Das Patriarchat suhlt sich im Blut und das „Game of Thrones“-Fanherz blutet gleich mit: Ab sofort hat das „House of the Dragon“ seine Pforten geöffnet.
+++ Der folgende Artikel enthält Spoiler zur Handlung der Episode. +++
Es ist das Heraufbeschwören von Dekadenz, mit dem „House of the Dragon“ beginnt. Dazu gehört immer eine gewisse Gleichzeitigkeit von Lust und Schrecken, angeregter Verschwendung und drückender Sinnlosigkeit, Prunk und Verfall – eine Gratwanderung zwischen üppigem Zelebrieren und unaufhaltsamem Niedergang. Miguel Sapochnik hat diese Gleichzeitigkeiten in etwa 60 Minuten eindrucksvoll pointiert und in parallel ablaufenden Handlungen verdichtet. Bereits in „Game of Thrones“ hatte der Regisseur für einige große Fernsehmomente gesorgt.

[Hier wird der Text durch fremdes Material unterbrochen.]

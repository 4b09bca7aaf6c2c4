//! Error taxonomy shared by the services and the HTTP layer.

use axum::http::StatusCode;
use sea_orm::DbErr;
use thiserror::Error;

/// Result alias used throughout the crate.
pub type Result<T, E = Error> = std::result::Result<T, E>;

/// Every failure a storefront operation can report.
///
/// The variants map one-to-one onto HTTP statuses (see [`Error::status`]).
/// `Persistence` and `Internal` carry details that are logged but never
/// rendered to clients.
#[derive(Debug, Error)]
pub enum Error {
    /// Missing or malformed input, rejected before any I/O.
    #[error("{0}")]
    Validation(String),

    /// No bearer token was presented.
    #[error("Unauthorized")]
    Unauthorized,

    /// The token is unknown or expired. Both cases share this variant and
    /// message so callers cannot probe the session lifecycle.
    #[error("Invalid session")]
    InvalidSession,

    /// Username or password did not match.
    #[error("Invalid credentials")]
    InvalidCredentials,

    /// The referenced record does not exist.
    #[error("{0} not found")]
    NotFound(&'static str),

    /// The store rejected the operation or could not be reached. Any open
    /// transaction has been rolled back by the time this surfaces.
    #[error("database error: {0}")]
    Persistence(#[from] DbErr),

    /// Anything else: hashing failures, panicked blocking tasks.
    #[error("internal error: {0}")]
    Internal(String),
}

impl Error {
    /// HTTP status this error is reported with.
    pub fn status(&self) -> StatusCode {
        match self {
            Error::Validation(_) => StatusCode::BAD_REQUEST,
            Error::Unauthorized | Error::InvalidSession | Error::InvalidCredentials => {
                StatusCode::UNAUTHORIZED
            }
            Error::NotFound(_) => StatusCode::NOT_FOUND,
            Error::Persistence(_) | Error::Internal(_) => StatusCode::INTERNAL_SERVER_ERROR,
        }
    }

    /// Whether the message must be replaced by a generic one before it
    /// reaches a client.
    pub fn is_internal(&self) -> bool {
        matches!(self, Error::Persistence(_) | Error::Internal(_))
    }

    pub(crate) fn validation(message: impl Into<String>) -> Self {
        Error::Validation(message.into())
    }
}

#[cfg(test)]
mod tests {
    use super::*;

    #[test]
    fn statuses_follow_taxonomy() {
        assert_eq!(Error::validation("x").status(), StatusCode::BAD_REQUEST);
        assert_eq!(Error::Unauthorized.status(), StatusCode::UNAUTHORIZED);
        assert_eq!(Error::InvalidSession.status(), StatusCode::UNAUTHORIZED);
        assert_eq!(Error::InvalidCredentials.status(), StatusCode::UNAUTHORIZED);
        assert_eq!(Error::NotFound("Product").status(), StatusCode::NOT_FOUND);
        assert_eq!(
            Error::Persistence(DbErr::Custom("boom".into())).status(),
            StatusCode::INTERNAL_SERVER_ERROR
        );
    }

    #[test]
    fn only_store_and_internal_errors_are_hidden() {
        assert!(Error::Persistence(DbErr::Custom("boom".into())).is_internal());
        assert!(Error::Internal("join".into()).is_internal());
        assert!(!Error::InvalidSession.is_internal());
        assert!(!Error::validation("Missing required fields").is_internal());
    }
}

„Die Erben des Drachen“ – so lautet der bedeutungsschwere Titel der ersten Episode, die am Montag bei Sky erschienen ist – hätte dieses Fantasy-Epos kaum besser eröffnen können. Sie beweist ein Auge für opulentes Protzen, aber auch für die Feinheiten: die kleinen Details in der pompösen Ausstattung, den konzentrierten Fixpunkten in den überlebensgroßen Räumen, in denen einmal mehr um die Vorherrschaft in Westeros intrigiert wird. Aber auch für das Stellungsspiel der zahlreichen neuen Charaktere, die mit ihrem Geflüster und Gemauschel, einzelnen bedrohlichen Blicken und trügerisch kontrollierten Anordnungen in Szene gesetzt sind. Ihre Persönlichkeiten funkeln bereits auf dem Bildschirm, obwohl sie noch ein Geheimnis bleiben.
Zerfall eines Regimes
Es ist das eingeläutete Ende der Targaryen-Herrschaft, knapp 200 Jahre vor den Ereignissen von „Game of Thrones“. König Viserys I. (Paddy Considine) benötigt dringend einen männlichen Thronerben, doch bislang verlor seine Gemahlin (Sian Brooke) jeden Nachfahren. Die Macht hat ihre Spuren am Königskörper hinterlassen, eine eiternde Wunde will sich nicht mehr schließen. Ein weiterer Schnitt in die Hand folgt anschließend mit der Verbannung seines tyrannischen Bruders Daemon (Matt Smith) – jede Fehlentscheidung zieht potentiell schrecklichste Folgen nach sich, auch das ist aus „Game of Thrones“ bekannt. Mit hallendem Gebrüll stehen sich da zwei Gockel im schummerigen Thronsaal gegenüber, um sich gegenseitig als Bedrohung für die eigene Regentschaft zu markieren.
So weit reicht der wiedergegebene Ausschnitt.